Josephson plays Alexander, a retired writer and philosopher who is about to celebrate his birthday with his close friends, children, servants, and other locales. During the gathering, military jets fly above as a nuclear war breaks out across the world. The war makes the skyline and exteriors look murky, and the effect feels claustrophobic as Alexander and friends are caught off from the rest of the world. A brilliant and fascinating scene has the characters in a trance from state sponsored propaganda that echoes how people watch cable news today. Feeling completely suffocated and hopeless, Alexander prays to God to spare the world, in return he will destroy his possessions and even family to salvage the world from demise and destruction.


While “The Sacrifice” was steeped in social commentary, Tarkovsky held deep contempt for his native country of Russia, then at the time it was the former Soviet Union which was in a huge warfare state that consisted of constant military interventions, massive military spending, and an endless Cold War that put the world on the brink of destruction. Tarkovsky was eventually banished from the Soviet Union, which led to him becoming an exile who resided in France. Despite the film having original intentions of Tarkovsky crafting a film that was a reflection of the current geo-political environment he currently inhabited, “The Sacrifice” still feels relevant and timeless today.


Guðrún Gísladóttir and Erland Josephson in Offret (1986)


Alexander, who has mostly lived a selfish and detached world begins to realize what the planet and humanity as to offer. He realizes that future generations will no longer experience the beauty he witnessed in life. Once Alexander makes the deal with God, he wakes up from the nightmare. Everything seems to return to its pre-war state, free of nuclear annihilation and war that has doomed the planet. Yet, Alexander continues to carry out his promise to God to extricate future warfare catastrophes. The film is a deeply philosophical parable that uses so much great artistry and beauty to capture Tarkovsky’s impressionistic take on humanity. Every long take, tracking shot, and exquisite composition is astonishingly staged and rendered with rich elegance.

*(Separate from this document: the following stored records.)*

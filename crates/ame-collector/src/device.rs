//! ---
//! ems_section: "11-simulation"
//! ems_subsection: "module"
//! ems_type: "source"
//! ems_scope: "code"
//! ems_description: "Managed device model borrowed by the collectors."
//! ems_version: "v0.0.0-prealpha"
//! ems_owner: "tbd"
//! ---
use ame_common::config::AppConfig;
use serde::{Deserialize, Serialize};

/// A managed endpoint as supplied by the device inventory.
#[derive(Debug, Clone, PartialEq, Eq, Serialize, Deserialize)]
pub struct Device {
    pub serial_number: String,
    /// ICCID of the installed SIM. `None` marks an unprovisioned device.
    #[serde(default)]
    pub sim: Option<String>,
}

impl Device {
    pub fn new(serial_number: impl Into<String>) -> Self {
        Self {
            serial_number: serial_number.into(),
            sim: None,
        }
    }

    pub fn with_sim(mut self, sim: impl Into<String>) -> Self {
        self.sim = Some(sim.into());
        self
    }

    pub fn sim(&self) -> Option<&str> {
        self.sim.as_deref()
    }

    pub fn is_provisioned(&self) -> bool {
        self.sim.is_some()
    }
}

/// A device paired with the site label its gauges are published under.
#[derive(Debug, Clone, PartialEq, Eq)]
pub struct SiteDevice {
    pub device: Device,
    pub site: String,
}

/// Expand the configured inventory, resolving per-device site overrides.
pub fn inventory_from_config(config: &AppConfig) -> Vec<SiteDevice> {
    config
        .devices
        .iter()
        .map(|(serial, device)| SiteDevice {
            device: Device {
                serial_number: serial.clone(),
                sim: device.sim.clone(),
            },
            site: config.site_for(device).to_owned(),
        })
        .collect()
}
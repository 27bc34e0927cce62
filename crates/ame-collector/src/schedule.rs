//! ---
//! ems_section: "11-simulation"
//! ems_subsection: "module"
//! ems_type: "source"
//! ems_scope: "code"
//! ems_description: "Named delays for the four collector tasks."
//! ems_version: "v0.0.0-prealpha"
//! ems_owner: "tbd"
//! ---
use std::time::Duration;

use ame_common::config::ScheduleConfig;

/// Cadence of the repeating connectivity task and delays of the one-shot event tasks.
#[derive(Debug, Clone, Copy, PartialEq, Eq)]
pub struct CollectorSchedule {
    pub connectivity_interval: Duration,
    pub core_event_delay: Duration,
    pub ran_event_delay: Duration,
    pub fabric_event_delay: Duration,
}

impl CollectorSchedule {
    /// Stagger every task on a multiple of `period`: connectivity every 3x,
    /// core/ran/fabric events once after 2x, 4x and 6x.
    pub fn from_period(period: Duration) -> Self {
        Self {
            connectivity_interval: period * 3,
            core_event_delay: period * 2,
            ran_event_delay: period * 4,
            fabric_event_delay: period * 6,
        }
    }

    /// Derive from `period`, replacing entries the config overrides.
    pub fn from_config(period: Duration, overrides: &ScheduleConfig) -> Self {
        let base = Self::from_period(period);
        Self {
            connectivity_interval: overrides
                .connectivity_interval
                .unwrap_or(base.connectivity_interval),
            core_event_delay: overrides.core_event_delay.unwrap_or(base.core_event_delay),
            ran_event_delay: overrides.ran_event_delay.unwrap_or(base.ran_event_delay),
            fabric_event_delay: overrides
                .fabric_event_delay
                .unwrap_or(base.fabric_event_delay),
        }
    }
}
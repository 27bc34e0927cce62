//! ---
//! ems_section: "11-simulation"
//! ems_subsection: "module"
//! ems_type: "source"
//! ems_scope: "code"
//! ems_description: "Collector lifecycle errors."
//! ems_version: "v0.0.0-prealpha"
//! ems_owner: "tbd"
//! ---
use ame_rt::TaskJoinError;
use thiserror::Error;

#[derive(Debug, Error)]
pub enum CollectorError {
    #[error("collector for device {serial_number} did not stop cleanly")]
    Shutdown {
        serial_number: String,
        #[source]
        source: TaskJoinError,
    },
    #[error("{failed} of {total} collectors did not stop cleanly")]
    Fleet {
        failed: usize,
        total: usize,
        #[source]
        first: Box<CollectorError>,
    },
}
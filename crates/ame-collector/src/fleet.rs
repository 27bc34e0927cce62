//! ---
//! ems_section: "11-simulation"
//! ems_subsection: "module"
//! ems_type: "source"
//! ems_scope: "code"
//! ems_description: "Starts and stops one collector per inventory device."
//! ems_version: "v0.0.0-prealpha"
//! ems_owner: "tbd"
//! ---
use std::sync::Arc;

use ame_common::config::AppConfig;
use ame_metrics::{ExporterMetrics, GaugeRegistry};
use futures::future::join_all;
use tracing::{info, warn};

use crate::collector::{CollectorHandle, DeviceCollector};
use crate::device::{inventory_from_config, Device, SiteDevice};
use crate::error::CollectorError;
use crate::health::{random_health_factory, HealthSource};
use crate::schedule::CollectorSchedule;

/// Shared settings for every collector in a fleet.
#[derive(Debug, Clone)]
pub struct CollectorFleet {
    schedule: CollectorSchedule,
    gauges: Arc<GaugeRegistry>,
    metrics: Option<ExporterMetrics>,
}

impl CollectorFleet {
    pub fn new(schedule: CollectorSchedule, gauges: Arc<GaugeRegistry>) -> Self {
        Self {
            schedule,
            gauges,
            metrics: None,
        }
    }

    /// Fleet configured from the `period`, `schedule`, and `health` sections.
    pub fn from_config(config: &AppConfig, gauges: Arc<GaugeRegistry>) -> Self {
        Self::new(
            CollectorSchedule::from_config(config.period, &config.schedule),
            gauges,
        )
    }

    /// Track the running collector count on the exporter's own metrics.
    pub fn with_metrics(mut self, metrics: ExporterMetrics) -> Self {
        self.metrics = Some(metrics);
        self
    }

    /// Start one collector per device. `health` builds each device's sample
    /// source from its position in `inventory`.
    pub fn start<F>(&self, inventory: Vec<SiteDevice>, mut health: F) -> FleetHandle
    where
        F: FnMut(usize, &Device) -> Box<dyn HealthSource>,
    {
        let collectors: Vec<CollectorHandle> = inventory
            .into_iter()
            .enumerate()
            .map(|(index, SiteDevice { device, site })| {
                let source = health(index, &device);
                DeviceCollector::new(device, site, self.schedule, self.gauges.clone())
                    .start(source)
            })
            .collect();

        if let Some(metrics) = &self.metrics {
            metrics.set_collectors_active(collectors.len());
        }
        info!(collectors = collectors.len(), schedule = ?self.schedule, "collector fleet started");

        FleetHandle {
            collectors,
            metrics: self.metrics.clone(),
        }
    }

    /// Start every configured device with random health sources seeded from `health.seed`.
    pub fn start_configured(&self, config: &AppConfig) -> FleetHandle {
        self.start(
            inventory_from_config(config),
            random_health_factory(config.health.seed),
        )
    }
}

/// Lifecycle handle for every collector of a fleet.
#[derive(Debug)]
pub struct FleetHandle {
    collectors: Vec<CollectorHandle>,
    metrics: Option<ExporterMetrics>,
}

impl FleetHandle {
    pub fn len(&self) -> usize {
        self.collectors.len()
    }

    pub fn serial_numbers(&self) -> Vec<&str> {
        self.collectors
            .iter()
            .map(CollectorHandle::serial_number)
            .collect()
    }

    pub fn running_tasks(&self) -> usize {
        self.collectors
            .iter()
            .map(CollectorHandle::running_tasks)
            .sum()
    }

    /// Stop every collector concurrently.
    pub async fn shutdown(self) -> Result<(), CollectorError> {
        let total = self.collectors.len();
        let results = join_all(self.collectors.into_iter().map(CollectorHandle::shutdown)).await;
        if let Some(metrics) = &self.metrics {
            metrics.set_collectors_active(0);
        }

        let mut failures = results.into_iter().filter_map(Result::err);
        let Some(first) = failures.next() else {
            info!(collectors = total, "collector fleet stopped");
            return Ok(());
        };
        let failed = 1 + failures.count();
        warn!(failed, total, error = %first, "collector fleet stopped with errors");
        Err(CollectorError::Fleet {
            failed,
            total,
            first: Box::new(first),
        })
    }
}
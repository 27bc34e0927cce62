//! ---
//! ems_section: "01-core-functionality"
//! ems_subsection: "module"
//! ems_type: "source"
//! ems_scope: "code"
//! ems_description: "Runtime helpers supporting the device collectors."
//! ems_version: "v0.0.0-prealpha"
//! ems_owner: "tbd"
//! ---
use std::future::Future;
use std::time::Duration;

use thiserror::Error;
use tokio::sync::broadcast::{self, error::RecvError};
use tokio::task::{JoinError, JoinHandle};
use tokio::time::{Instant, MissedTickBehavior};
use tracing::debug;

/// Async rate limiter that keeps loop iterations on a fixed cadence.
#[derive(Debug)]
pub struct RateLimiter {
    interval: tokio::time::Interval,
}

impl RateLimiter {
    /// First tick completes one full period from now.
    ///
    /// # Panics
    ///
    /// Panics if `period` is zero.
    pub fn delayed(period: Duration) -> Self {
        let mut interval = tokio::time::interval_at(Instant::now() + period, period);
        interval.set_missed_tick_behavior(MissedTickBehavior::Delay);
        Self { interval }
    }

    pub async fn tick(&mut self) -> Instant {
        self.interval.tick().await
    }
}

/// Create a linked shutdown trigger and its first signal.
pub fn shutdown_channel() -> (ShutdownTrigger, ShutdownSignal) {
    let (tx, rx) = broadcast::channel(16);
    (ShutdownTrigger { tx }, ShutdownSignal::new(rx))
}

/// Sending half of a shutdown broadcast.
#[derive(Debug, Clone)]
pub struct ShutdownTrigger {
    tx: broadcast::Sender<()>,
}

impl ShutdownTrigger {
    pub fn subscribe(&self) -> ShutdownSignal {
        ShutdownSignal::new(self.tx.subscribe())
    }

    /// Notify every live signal. Returns the number of listeners reached.
    pub fn trigger(&self) -> usize {
        self.tx.send(()).unwrap_or(0)
    }
}

/// Receiving half of a shutdown broadcast.
///
/// Dropping every [`ShutdownTrigger`] without triggering detaches the listeners:
/// [`ShutdownSignal::requested`] then never resolves.
#[derive(Debug)]
pub struct ShutdownSignal {
    rx: broadcast::Receiver<()>,
    fired: bool,
}

impl ShutdownSignal {
    fn new(rx: broadcast::Receiver<()>) -> Self {
        Self { rx, fired: false }
    }

    /// Resolves once shutdown has been triggered. Cancel safe.
    pub async fn requested(&mut self) {
        if self.fired {
            return;
        }
        match self.rx.recv().await {
            Ok(()) | Err(RecvError::Lagged(_)) => self.fired = true,
            Err(RecvError::Closed) => std::future::pending::<()>().await,
        }
    }
}

/// Outcome of [`deadline_or_shutdown`].
#[derive(Debug, Clone, Copy, PartialEq, Eq)]
pub enum Wake {
    Elapsed,
    Shutdown,
}

/// Sleep until `deadline` unless shutdown is requested first.
pub async fn deadline_or_shutdown(deadline: Instant, shutdown: &mut ShutdownSignal) -> Wake {
    tokio::select! {
        biased;
        _ = shutdown.requested() => Wake::Shutdown,
        _ = tokio::time::sleep_until(deadline) => Wake::Elapsed,
    }
}

#[derive(Debug, Error)]
#[error("task '{name}' failed to join: {source}")]
pub struct TaskJoinError {
    pub name: String,
    #[source]
    pub source: JoinError,
}

/// Named set of spawned tasks that can be joined as a unit.
#[derive(Debug, Default)]
pub struct TaskSet {
    tasks: Vec<(String, JoinHandle<()>)>,
}

impl TaskSet {
    pub fn new() -> Self {
        Self::default()
    }

    pub fn spawn<F>(&mut self, name: impl Into<String>, fut: F)
    where
        F: Future<Output = ()> + Send + 'static,
    {
        let handle = tokio::spawn(fut);
        self.tasks.push((name.into(), handle));
    }

    pub fn len(&self) -> usize {
        self.tasks.len()
    }

    /// Number of tasks that have not completed yet.
    pub fn running(&self) -> usize {
        self.tasks
            .iter()
            .filter(|(_, handle)| !handle.is_finished())
            .count()
    }

    /// Await every task, reporting the first one that panicked or was aborted.
    pub async fn join(self) -> Result<(), TaskJoinError> {
        let mut first_error = None;
        for (name, handle) in self.tasks {
            match handle.await {
                Ok(()) => debug!(task = %name, "task joined"),
                Err(source) => {
                    if first_error.is_none() {
                        first_error = Some(TaskJoinError { name, source });
                    }
                }
            }
        }
        match first_error {
            Some(err) => Err(err),
            None => Ok(()),
        }
    }
}
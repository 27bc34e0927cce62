//! ---
//! ems_section: "11-simulation"
//! ems_subsection: "module"
//! ems_type: "source"
//! ems_scope: "code"
//! ems_description: "Collector module exports and shared types."
//! ems_version: "v0.0.0-prealpha"
//! ems_owner: "tbd"
//! ---
//! Per-device collectors that keep the device gauges refreshing without any
//! real device telemetry behind them.

pub mod collector;
pub mod device;
pub mod error;
pub mod fleet;
pub mod health;
pub mod schedule;

pub use collector::{
    connectivity_labels, CollectorHandle, DeviceCollector, DeviceEvent, ACTIVE_STATUS,
    CORE_EVENT_COLOUR, CORE_EVENT_MESSAGE, FABRIC_EVENT_MESSAGE, RAN_EVENT_MESSAGE,
};
pub use device::{inventory_from_config, Device, SiteDevice};
pub use error::CollectorError;
pub use fleet::{CollectorFleet, FleetHandle};
pub use health::{
    random_health_factory, Connectivity, HealthSource, RandomHealthSource, ScriptedHealthSource,
};
pub use schedule::CollectorSchedule;
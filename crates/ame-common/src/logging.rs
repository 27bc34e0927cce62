//! ---
//! ems_section: "01-core-functionality"
//! ems_subsection: "module"
//! ems_type: "source"
//! ems_scope: "code"
//! ems_description: "Tracing subscriber bootstrap for exporter processes."
//! ems_version: "v0.0.0-prealpha"
//! ems_owner: "tbd"
//! ---
use anyhow::Result;
use once_cell::sync::OnceCell;
use serde::{Deserialize, Serialize};
use tracing::info;
use tracing_appender::rolling::daily;
use tracing_subscriber::filter::EnvFilter;
use tracing_subscriber::fmt;
use tracing_subscriber::layer::{Layer, SubscriberExt};
use tracing_subscriber::util::SubscriberInitExt;

use crate::config::LoggingConfig;

pub const LOG_ENV: &str = "AME_LOG";
const DEFAULT_DIRECTIVE: &str = "info";

static FILE_GUARD: OnceCell<tracing_appender::non_blocking::WorkerGuard> = OnceCell::new();
static STDOUT_GUARD: OnceCell<tracing_appender::non_blocking::WorkerGuard> = OnceCell::new();

/// Available stdout log formats.
#[derive(Debug, Clone, Copy, Serialize, Deserialize, PartialEq, Eq, Default)]
#[serde(rename_all = "kebab-case")]
pub enum LogFormat {
    #[default]
    StructuredJson,
    Pretty,
}

/// Initialize the tracing subscriber based on configuration and environment variables.
///
/// * `AME_LOG` overrides the filter (e.g. `info`, `debug,ame_collector=trace`). When unset
///   `RUST_LOG` is honoured, finally defaulting to `info`.
/// * Stdout receives structured JSON unless `pretty` is configured; a daily rolling JSON
///   file is written under `logging.directory` in either case.
pub fn init_tracing(service_name: &str, config: &LoggingConfig) -> Result<()> {
    std::fs::create_dir_all(&config.directory)?;
    let prefix = config
        .file_prefix
        .clone()
        .unwrap_or_else(|| service_name.to_owned());

    let file_appender = daily(&config.directory, format!("{}.log", prefix));
    let (file_writer, file_guard) = tracing_appender::non_blocking(file_appender);
    let (stdout_writer, stdout_guard) = tracing_appender::non_blocking(std::io::stdout());

    let _ = FILE_GUARD.set(file_guard);
    let _ = STDOUT_GUARD.set(stdout_guard);

    let fmt_layer = match config.format {
        LogFormat::StructuredJson => fmt::layer()
            .with_target(false)
            .with_timer(fmt::time::UtcTime::rfc_3339())
            .json()
            .with_writer(stdout_writer)
            .boxed(),
        LogFormat::Pretty => fmt::layer()
            .with_target(true)
            .with_timer(fmt::time::UtcTime::rfc_3339())
            .with_writer(stdout_writer)
            .boxed(),
    };

    let file_layer = fmt::layer()
        .with_target(true)
        .with_timer(fmt::time::UtcTime::rfc_3339())
        .json()
        .with_writer(file_writer)
        .boxed();

    tracing_subscriber::registry()
        .with(env_filter())
        .with(fmt_layer)
        .with(file_layer)
        .try_init()
        .ok();

    info!(service = %service_name, log_dir = %config.directory.display(), format = ?config.format, "tracing initialised");
    Ok(())
}

/// Lightweight stdout-only subscriber for tests and one-shot commands.
pub fn init_test_tracing() {
    let _ = tracing_subscriber::registry()
        .with(env_filter())
        .with(fmt::layer().with_test_writer())
        .try_init();
}

fn env_filter() -> EnvFilter {
    match std::env::var(LOG_ENV) {
        Ok(directive) => EnvFilter::try_new(&directive).unwrap_or_else(|err| {
            eprintln!(
                "invalid {} directive ({}); defaulting to {} logging",
                LOG_ENV, err, DEFAULT_DIRECTIVE
            );
            EnvFilter::new(DEFAULT_DIRECTIVE)
        }),
        Err(_) => EnvFilter::try_from_default_env()
            .unwrap_or_else(|_| EnvFilter::new(DEFAULT_DIRECTIVE)),
    }
}
use super::*;

// =============================================================
// MemoryStore
// =============================================================

#[test]
fn memory_store_round_trips() {
    let mut store = MemoryStore::default();
    store.set("k", "v");
    assert_eq!(store.get("k"), Some("v".to_owned()));
}

#[test]
fn memory_store_missing_key_is_none() {
    let store = MemoryStore::default();
    assert_eq!(store.get("missing"), None);
}

// =============================================================
// ProfileStore
// =============================================================

#[test]
fn save_then_load_round_trips() {
    let mut profile = ProfileStore::new(Box::new(MemoryStore::default()));
    let identity = Identity::new("anna", "#123456");
    profile.save(&identity);
    assert_eq!(profile.load(), Some(identity));
}

#[test]
fn save_writes_the_fixed_key() {
    let mut backing = MemoryStore::default();
    backing.set("unrelated", "x");
    let mut profile = ProfileStore::new(Box::new(backing));
    profile.save(&Identity::new("anna", "#123456"));

    let raw = profile.store.get(PROFILE_KEY).expect("profile record");
    let value: serde_json::Value = serde_json::from_str(&raw).unwrap();
    assert_eq!(value["name"], "anna");
    assert_eq!(value["color"], "#123456");
}

#[test]
fn load_on_empty_store_is_none() {
    let profile = ProfileStore::new(Box::new(MemoryStore::default()));
    assert_eq!(profile.load(), None);
}

#[test]
fn load_on_corrupt_record_is_none() {
    let mut backing = MemoryStore::default();
    backing.set(PROFILE_KEY, "{not json");
    let profile = ProfileStore::new(Box::new(backing));
    assert_eq!(profile.load(), None);
}

#[test]
fn load_or_default_falls_back() {
    let mut backing = MemoryStore::default();
    backing.set(PROFILE_KEY, "[1, 2, 3]");
    let profile = ProfileStore::new(Box::new(backing));
    assert_eq!(profile.load_or_default(), default_identity());
}

#[test]
fn default_identity_matches_consts() {
    let identity = default_identity();
    assert_eq!(identity.name, DEFAULT_NAME);
    assert_eq!(identity.color, DEFAULT_COLOR);
}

“The Sacrifice” is truly an absorbing and deeply involving film that requires your own imagination and views on the world. The closest film that comes to mind to this unforgettable experience is Lars von Trier’s 2011 masterpiece “Melancholia”, that was also about a cosmic cataclysm that is way out of its characters hands. While “The Sacrifice” felt like Tarkovsky’s farewell because it was, it is still a remarkable final film that is perhaps Tarkovsky’s greatest achievement of his fascinating filmography. A bold statement I know, since “Mirror” (1975), and “Stalker” (1978) are every bit as masterfully made and essential. The beauty and brilliance of “The Sacrifice” is how Tarkovsky not only invites you into his own psyche and panics, he invites the viewer to participate their own anxieties and experiences of what everything means. This is easily one of the finest films from the 1980’s that demands even greater spotlight.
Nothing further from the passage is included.